═════ Material for this task ═════

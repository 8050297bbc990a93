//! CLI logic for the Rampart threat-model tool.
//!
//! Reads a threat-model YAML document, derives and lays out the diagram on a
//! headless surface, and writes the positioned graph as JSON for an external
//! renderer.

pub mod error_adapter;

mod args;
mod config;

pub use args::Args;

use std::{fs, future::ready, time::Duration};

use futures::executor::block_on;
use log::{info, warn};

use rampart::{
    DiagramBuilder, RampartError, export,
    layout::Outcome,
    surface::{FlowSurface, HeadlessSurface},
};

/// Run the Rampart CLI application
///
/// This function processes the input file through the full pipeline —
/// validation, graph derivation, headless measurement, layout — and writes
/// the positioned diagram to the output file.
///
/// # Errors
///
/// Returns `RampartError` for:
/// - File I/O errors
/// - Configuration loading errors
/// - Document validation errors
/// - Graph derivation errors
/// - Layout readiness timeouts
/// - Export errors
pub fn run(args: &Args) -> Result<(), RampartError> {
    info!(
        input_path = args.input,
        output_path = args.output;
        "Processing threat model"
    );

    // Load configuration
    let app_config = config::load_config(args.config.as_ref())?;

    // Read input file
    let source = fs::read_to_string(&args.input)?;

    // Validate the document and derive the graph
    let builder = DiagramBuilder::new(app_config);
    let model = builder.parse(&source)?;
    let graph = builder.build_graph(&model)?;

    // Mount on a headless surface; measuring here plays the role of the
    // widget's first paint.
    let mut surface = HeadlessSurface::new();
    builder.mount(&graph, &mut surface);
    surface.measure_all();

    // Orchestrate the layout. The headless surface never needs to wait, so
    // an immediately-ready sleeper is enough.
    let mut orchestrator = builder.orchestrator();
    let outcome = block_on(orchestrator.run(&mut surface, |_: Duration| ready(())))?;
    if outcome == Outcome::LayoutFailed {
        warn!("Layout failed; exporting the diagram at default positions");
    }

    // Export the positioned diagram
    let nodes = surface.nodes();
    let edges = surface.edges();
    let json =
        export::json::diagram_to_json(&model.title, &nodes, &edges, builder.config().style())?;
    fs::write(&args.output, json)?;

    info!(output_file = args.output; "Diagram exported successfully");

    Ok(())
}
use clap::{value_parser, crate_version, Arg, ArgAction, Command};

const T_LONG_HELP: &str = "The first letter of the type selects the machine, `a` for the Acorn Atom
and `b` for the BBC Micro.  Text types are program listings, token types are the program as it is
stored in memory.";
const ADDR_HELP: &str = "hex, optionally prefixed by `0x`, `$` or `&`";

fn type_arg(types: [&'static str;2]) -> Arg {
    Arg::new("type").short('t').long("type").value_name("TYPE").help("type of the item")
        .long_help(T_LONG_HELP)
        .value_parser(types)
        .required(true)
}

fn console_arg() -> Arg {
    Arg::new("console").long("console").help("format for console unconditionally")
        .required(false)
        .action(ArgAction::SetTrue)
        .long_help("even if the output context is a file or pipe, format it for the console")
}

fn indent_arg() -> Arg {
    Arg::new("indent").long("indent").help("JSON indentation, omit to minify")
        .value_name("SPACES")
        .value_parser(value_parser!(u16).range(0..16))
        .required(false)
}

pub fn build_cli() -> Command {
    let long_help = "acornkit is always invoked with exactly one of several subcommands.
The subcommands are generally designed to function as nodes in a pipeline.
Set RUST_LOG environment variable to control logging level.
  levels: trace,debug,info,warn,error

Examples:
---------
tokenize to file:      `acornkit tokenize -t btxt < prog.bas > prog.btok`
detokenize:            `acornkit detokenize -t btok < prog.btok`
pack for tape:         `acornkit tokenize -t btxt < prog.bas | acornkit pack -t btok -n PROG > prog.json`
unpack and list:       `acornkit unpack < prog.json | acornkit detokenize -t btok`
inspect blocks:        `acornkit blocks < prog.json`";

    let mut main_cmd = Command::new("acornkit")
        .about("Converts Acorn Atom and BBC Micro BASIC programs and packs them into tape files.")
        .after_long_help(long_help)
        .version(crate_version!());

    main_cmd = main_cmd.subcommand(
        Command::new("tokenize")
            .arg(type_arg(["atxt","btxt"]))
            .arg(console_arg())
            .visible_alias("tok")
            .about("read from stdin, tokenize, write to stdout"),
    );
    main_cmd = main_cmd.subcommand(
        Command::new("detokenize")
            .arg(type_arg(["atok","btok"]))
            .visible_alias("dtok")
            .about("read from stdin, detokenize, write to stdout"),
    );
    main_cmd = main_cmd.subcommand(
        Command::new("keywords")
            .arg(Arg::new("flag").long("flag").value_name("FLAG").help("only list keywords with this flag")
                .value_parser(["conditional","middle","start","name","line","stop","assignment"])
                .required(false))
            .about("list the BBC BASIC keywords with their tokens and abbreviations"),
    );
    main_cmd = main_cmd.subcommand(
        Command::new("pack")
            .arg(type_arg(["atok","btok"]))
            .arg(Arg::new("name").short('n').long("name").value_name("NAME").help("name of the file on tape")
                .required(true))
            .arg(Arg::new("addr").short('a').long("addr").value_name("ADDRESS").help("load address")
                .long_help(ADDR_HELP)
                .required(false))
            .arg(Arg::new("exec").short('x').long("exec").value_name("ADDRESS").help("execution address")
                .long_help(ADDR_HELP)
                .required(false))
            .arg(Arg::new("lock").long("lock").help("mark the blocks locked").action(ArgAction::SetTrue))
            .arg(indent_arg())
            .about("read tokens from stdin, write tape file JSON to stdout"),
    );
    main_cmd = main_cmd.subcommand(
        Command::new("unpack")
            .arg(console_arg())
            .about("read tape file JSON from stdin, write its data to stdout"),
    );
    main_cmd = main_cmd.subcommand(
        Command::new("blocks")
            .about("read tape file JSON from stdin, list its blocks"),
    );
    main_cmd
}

═════
═════ Material for this task ═════

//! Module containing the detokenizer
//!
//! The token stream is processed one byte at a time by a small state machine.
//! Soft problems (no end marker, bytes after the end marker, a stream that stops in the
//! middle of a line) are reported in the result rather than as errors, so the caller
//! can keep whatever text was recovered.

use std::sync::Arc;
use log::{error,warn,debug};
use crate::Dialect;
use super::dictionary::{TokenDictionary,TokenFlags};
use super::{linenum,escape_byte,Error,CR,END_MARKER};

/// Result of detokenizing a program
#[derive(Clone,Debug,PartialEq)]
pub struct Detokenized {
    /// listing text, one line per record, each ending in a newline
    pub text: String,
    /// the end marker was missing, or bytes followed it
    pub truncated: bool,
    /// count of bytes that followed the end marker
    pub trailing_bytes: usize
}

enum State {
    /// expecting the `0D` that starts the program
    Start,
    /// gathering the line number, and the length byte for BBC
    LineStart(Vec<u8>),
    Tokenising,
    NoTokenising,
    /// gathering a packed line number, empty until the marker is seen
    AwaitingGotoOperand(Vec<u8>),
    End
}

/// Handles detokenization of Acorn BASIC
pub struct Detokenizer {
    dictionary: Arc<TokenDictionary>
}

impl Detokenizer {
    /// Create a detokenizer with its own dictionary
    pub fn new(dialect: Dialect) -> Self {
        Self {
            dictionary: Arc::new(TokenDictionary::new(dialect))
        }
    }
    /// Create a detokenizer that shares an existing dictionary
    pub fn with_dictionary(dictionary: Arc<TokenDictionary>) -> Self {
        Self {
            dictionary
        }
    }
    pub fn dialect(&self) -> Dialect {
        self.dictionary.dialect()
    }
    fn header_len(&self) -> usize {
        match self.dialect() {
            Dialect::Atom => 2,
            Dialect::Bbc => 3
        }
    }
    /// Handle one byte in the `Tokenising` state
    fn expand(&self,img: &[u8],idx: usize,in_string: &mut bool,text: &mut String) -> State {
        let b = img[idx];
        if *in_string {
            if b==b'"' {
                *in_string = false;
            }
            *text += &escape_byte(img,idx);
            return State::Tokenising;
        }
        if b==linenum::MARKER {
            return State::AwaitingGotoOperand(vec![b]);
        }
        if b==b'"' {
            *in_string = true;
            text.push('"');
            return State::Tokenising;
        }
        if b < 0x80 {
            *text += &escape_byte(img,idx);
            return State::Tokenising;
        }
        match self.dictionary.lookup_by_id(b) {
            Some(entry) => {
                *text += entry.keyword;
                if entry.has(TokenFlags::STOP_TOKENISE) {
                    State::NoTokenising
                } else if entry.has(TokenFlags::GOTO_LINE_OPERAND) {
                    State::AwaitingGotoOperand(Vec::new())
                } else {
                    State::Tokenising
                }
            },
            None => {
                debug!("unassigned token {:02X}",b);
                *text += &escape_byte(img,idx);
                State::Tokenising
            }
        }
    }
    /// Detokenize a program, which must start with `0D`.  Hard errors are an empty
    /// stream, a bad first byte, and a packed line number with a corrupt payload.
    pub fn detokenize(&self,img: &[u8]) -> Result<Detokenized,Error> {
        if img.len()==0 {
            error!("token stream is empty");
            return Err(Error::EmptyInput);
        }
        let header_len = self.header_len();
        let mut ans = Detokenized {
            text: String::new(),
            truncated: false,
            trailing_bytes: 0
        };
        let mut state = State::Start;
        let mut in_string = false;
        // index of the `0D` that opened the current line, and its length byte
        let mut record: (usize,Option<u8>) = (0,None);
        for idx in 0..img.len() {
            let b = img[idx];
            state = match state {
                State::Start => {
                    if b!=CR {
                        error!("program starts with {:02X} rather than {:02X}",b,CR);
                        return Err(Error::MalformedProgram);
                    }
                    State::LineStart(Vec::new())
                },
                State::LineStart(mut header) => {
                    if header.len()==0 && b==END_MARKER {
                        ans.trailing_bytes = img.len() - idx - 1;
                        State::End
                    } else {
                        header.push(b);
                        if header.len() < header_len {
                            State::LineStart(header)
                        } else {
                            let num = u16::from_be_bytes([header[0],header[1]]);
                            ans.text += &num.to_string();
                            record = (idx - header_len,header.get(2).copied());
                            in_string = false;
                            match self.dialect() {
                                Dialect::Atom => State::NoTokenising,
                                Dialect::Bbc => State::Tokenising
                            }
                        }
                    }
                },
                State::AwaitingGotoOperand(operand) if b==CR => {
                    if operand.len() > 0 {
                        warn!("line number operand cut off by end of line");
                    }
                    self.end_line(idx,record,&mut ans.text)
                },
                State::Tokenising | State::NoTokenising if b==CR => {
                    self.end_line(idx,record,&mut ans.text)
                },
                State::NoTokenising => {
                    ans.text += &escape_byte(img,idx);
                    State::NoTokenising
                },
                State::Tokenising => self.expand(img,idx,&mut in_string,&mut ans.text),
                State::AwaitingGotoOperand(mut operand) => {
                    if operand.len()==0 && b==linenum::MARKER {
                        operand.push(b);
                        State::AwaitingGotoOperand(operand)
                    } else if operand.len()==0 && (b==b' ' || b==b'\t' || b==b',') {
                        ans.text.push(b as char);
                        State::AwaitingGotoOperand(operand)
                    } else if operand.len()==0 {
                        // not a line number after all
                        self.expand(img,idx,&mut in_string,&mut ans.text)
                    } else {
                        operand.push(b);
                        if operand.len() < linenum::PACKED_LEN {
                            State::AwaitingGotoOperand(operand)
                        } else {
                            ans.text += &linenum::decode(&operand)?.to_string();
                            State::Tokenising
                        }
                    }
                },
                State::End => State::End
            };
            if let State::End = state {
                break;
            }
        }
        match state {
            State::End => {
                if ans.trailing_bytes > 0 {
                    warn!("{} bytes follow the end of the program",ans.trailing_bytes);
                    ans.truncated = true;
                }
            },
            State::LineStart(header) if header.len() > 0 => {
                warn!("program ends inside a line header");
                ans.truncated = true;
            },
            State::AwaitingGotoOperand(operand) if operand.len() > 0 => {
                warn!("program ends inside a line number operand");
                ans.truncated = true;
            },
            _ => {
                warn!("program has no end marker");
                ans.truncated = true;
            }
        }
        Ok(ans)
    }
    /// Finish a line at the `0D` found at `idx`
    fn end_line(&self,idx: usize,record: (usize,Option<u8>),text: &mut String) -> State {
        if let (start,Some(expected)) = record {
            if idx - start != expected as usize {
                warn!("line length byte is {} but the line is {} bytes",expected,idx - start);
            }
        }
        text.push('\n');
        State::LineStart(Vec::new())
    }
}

═════
═════ Material for this task ═════

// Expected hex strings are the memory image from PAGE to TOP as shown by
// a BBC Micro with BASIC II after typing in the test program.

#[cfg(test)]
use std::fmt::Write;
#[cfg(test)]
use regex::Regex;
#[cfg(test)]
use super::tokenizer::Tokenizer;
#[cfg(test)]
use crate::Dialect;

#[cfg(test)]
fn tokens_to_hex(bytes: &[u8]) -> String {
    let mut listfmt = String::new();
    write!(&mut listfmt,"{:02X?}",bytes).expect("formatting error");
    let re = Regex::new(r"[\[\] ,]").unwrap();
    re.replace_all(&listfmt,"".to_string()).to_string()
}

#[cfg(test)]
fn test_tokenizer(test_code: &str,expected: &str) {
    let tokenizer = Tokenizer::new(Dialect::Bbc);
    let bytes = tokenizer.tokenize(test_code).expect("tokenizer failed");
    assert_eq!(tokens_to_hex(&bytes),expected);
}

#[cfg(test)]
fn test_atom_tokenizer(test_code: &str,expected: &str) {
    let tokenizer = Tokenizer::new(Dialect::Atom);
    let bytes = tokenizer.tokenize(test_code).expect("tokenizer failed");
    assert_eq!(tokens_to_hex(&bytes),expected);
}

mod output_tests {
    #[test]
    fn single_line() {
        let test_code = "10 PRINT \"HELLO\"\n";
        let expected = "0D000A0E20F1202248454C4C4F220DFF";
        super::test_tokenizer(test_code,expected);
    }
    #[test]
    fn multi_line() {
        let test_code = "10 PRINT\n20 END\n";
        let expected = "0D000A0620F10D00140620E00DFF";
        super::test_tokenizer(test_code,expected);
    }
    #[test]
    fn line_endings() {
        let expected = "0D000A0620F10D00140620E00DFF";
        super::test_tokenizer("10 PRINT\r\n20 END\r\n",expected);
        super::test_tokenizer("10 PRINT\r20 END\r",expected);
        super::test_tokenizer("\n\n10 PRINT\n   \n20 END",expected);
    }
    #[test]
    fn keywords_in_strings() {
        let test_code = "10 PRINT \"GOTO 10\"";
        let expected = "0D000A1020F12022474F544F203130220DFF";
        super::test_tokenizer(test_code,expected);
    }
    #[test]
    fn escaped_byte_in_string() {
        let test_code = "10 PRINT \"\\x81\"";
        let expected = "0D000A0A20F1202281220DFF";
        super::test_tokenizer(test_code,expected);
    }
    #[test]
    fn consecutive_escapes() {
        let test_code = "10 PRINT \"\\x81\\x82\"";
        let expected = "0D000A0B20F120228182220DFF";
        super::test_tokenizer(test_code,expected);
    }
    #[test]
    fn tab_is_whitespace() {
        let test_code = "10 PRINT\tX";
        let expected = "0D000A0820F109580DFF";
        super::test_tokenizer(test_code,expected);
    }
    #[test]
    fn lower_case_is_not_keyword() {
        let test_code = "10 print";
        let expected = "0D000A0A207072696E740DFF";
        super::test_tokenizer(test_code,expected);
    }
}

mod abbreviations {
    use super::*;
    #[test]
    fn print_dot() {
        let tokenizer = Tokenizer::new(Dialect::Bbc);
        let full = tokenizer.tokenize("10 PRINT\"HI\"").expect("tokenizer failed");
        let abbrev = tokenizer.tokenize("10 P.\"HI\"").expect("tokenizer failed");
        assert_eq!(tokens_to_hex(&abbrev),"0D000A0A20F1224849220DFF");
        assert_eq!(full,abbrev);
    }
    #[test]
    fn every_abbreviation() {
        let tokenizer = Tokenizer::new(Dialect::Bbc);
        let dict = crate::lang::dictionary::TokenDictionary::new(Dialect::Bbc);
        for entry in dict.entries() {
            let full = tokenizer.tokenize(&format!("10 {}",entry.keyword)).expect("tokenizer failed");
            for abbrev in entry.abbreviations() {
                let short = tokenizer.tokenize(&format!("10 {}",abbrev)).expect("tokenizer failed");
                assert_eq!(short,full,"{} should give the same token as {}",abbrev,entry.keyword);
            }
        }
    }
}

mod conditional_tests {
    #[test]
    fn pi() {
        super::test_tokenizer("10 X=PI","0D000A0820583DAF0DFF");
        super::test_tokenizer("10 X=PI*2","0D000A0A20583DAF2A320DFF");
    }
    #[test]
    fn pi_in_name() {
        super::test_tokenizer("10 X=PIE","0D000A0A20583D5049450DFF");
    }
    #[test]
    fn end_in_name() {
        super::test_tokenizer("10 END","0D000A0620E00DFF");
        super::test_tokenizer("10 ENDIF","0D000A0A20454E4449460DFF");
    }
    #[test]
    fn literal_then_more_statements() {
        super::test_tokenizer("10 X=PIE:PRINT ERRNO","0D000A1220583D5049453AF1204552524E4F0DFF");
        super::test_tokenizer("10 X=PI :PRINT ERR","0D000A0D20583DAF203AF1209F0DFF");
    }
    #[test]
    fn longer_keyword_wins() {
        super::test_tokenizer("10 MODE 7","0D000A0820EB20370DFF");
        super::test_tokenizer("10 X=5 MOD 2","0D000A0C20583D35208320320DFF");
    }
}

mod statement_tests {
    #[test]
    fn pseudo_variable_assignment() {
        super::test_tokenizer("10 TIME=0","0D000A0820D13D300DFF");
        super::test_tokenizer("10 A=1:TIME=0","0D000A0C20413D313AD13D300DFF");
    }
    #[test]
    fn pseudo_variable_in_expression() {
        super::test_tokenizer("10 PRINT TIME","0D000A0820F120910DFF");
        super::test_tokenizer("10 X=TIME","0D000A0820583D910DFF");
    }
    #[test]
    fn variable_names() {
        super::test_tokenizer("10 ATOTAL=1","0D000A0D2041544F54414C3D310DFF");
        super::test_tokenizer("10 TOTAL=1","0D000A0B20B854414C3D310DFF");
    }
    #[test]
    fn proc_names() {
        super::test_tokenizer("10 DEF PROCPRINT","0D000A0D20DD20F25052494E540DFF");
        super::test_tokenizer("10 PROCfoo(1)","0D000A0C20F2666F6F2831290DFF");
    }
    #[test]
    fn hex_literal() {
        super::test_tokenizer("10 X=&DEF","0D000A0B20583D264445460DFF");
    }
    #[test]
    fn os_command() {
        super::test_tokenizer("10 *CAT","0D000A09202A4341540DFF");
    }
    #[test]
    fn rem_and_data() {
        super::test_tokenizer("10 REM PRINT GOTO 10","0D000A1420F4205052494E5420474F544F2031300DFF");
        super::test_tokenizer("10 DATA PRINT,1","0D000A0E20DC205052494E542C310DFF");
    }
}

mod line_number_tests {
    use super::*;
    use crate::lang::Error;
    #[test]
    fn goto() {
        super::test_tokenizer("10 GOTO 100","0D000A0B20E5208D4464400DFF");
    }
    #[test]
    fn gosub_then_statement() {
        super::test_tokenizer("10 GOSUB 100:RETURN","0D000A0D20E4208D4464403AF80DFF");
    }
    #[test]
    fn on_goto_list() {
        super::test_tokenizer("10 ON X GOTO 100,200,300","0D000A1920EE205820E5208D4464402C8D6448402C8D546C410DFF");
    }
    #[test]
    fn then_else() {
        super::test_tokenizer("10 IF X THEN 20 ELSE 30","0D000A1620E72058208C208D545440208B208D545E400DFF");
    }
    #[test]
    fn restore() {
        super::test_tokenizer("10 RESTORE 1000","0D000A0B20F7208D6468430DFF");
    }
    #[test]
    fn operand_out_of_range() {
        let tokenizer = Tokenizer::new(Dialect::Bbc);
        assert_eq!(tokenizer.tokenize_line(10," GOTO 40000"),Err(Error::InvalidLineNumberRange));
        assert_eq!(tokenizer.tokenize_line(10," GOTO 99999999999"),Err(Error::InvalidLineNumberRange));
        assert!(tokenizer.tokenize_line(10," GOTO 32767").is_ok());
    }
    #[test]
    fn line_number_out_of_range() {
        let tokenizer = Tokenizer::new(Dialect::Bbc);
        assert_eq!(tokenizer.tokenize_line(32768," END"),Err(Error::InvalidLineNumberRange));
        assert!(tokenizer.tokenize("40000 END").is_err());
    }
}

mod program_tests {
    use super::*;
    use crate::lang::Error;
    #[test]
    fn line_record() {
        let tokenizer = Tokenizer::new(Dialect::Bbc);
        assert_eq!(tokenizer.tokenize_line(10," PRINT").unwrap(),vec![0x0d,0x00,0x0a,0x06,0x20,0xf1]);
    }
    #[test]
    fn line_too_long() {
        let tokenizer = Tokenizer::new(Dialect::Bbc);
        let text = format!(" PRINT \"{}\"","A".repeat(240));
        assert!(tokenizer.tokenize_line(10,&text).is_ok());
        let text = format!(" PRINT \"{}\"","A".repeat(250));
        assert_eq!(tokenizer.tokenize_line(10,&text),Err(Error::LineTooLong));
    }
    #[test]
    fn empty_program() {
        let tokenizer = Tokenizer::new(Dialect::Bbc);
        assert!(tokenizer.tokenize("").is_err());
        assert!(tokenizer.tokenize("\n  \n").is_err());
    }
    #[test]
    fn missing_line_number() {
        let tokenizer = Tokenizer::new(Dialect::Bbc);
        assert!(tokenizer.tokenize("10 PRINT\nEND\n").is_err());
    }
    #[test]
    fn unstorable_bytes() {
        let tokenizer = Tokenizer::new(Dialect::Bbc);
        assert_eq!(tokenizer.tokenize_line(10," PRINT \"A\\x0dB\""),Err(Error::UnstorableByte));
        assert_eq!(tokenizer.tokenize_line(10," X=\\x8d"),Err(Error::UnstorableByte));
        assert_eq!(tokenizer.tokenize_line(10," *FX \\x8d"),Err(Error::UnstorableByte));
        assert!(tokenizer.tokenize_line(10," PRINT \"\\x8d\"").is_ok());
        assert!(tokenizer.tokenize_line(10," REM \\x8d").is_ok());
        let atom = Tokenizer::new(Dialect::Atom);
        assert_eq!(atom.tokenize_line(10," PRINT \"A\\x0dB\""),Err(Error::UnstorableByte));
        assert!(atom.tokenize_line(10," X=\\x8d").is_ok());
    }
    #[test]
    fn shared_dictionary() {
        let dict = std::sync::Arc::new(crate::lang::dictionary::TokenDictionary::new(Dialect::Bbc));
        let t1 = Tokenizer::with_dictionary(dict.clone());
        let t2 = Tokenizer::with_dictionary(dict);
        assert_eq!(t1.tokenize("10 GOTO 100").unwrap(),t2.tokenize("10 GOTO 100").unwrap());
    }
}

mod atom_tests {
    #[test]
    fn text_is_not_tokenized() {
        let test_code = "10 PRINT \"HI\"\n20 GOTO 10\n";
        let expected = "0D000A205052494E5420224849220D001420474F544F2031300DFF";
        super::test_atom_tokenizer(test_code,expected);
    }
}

═════

A complete answer reproduces every line of the records in which the word "than" occurs.

Answer box ▸
//! middle of a line) are reported in the result rather than as errors, so the caller
                        error!("program starts with {:02X} rather than {:02X}",b,CR);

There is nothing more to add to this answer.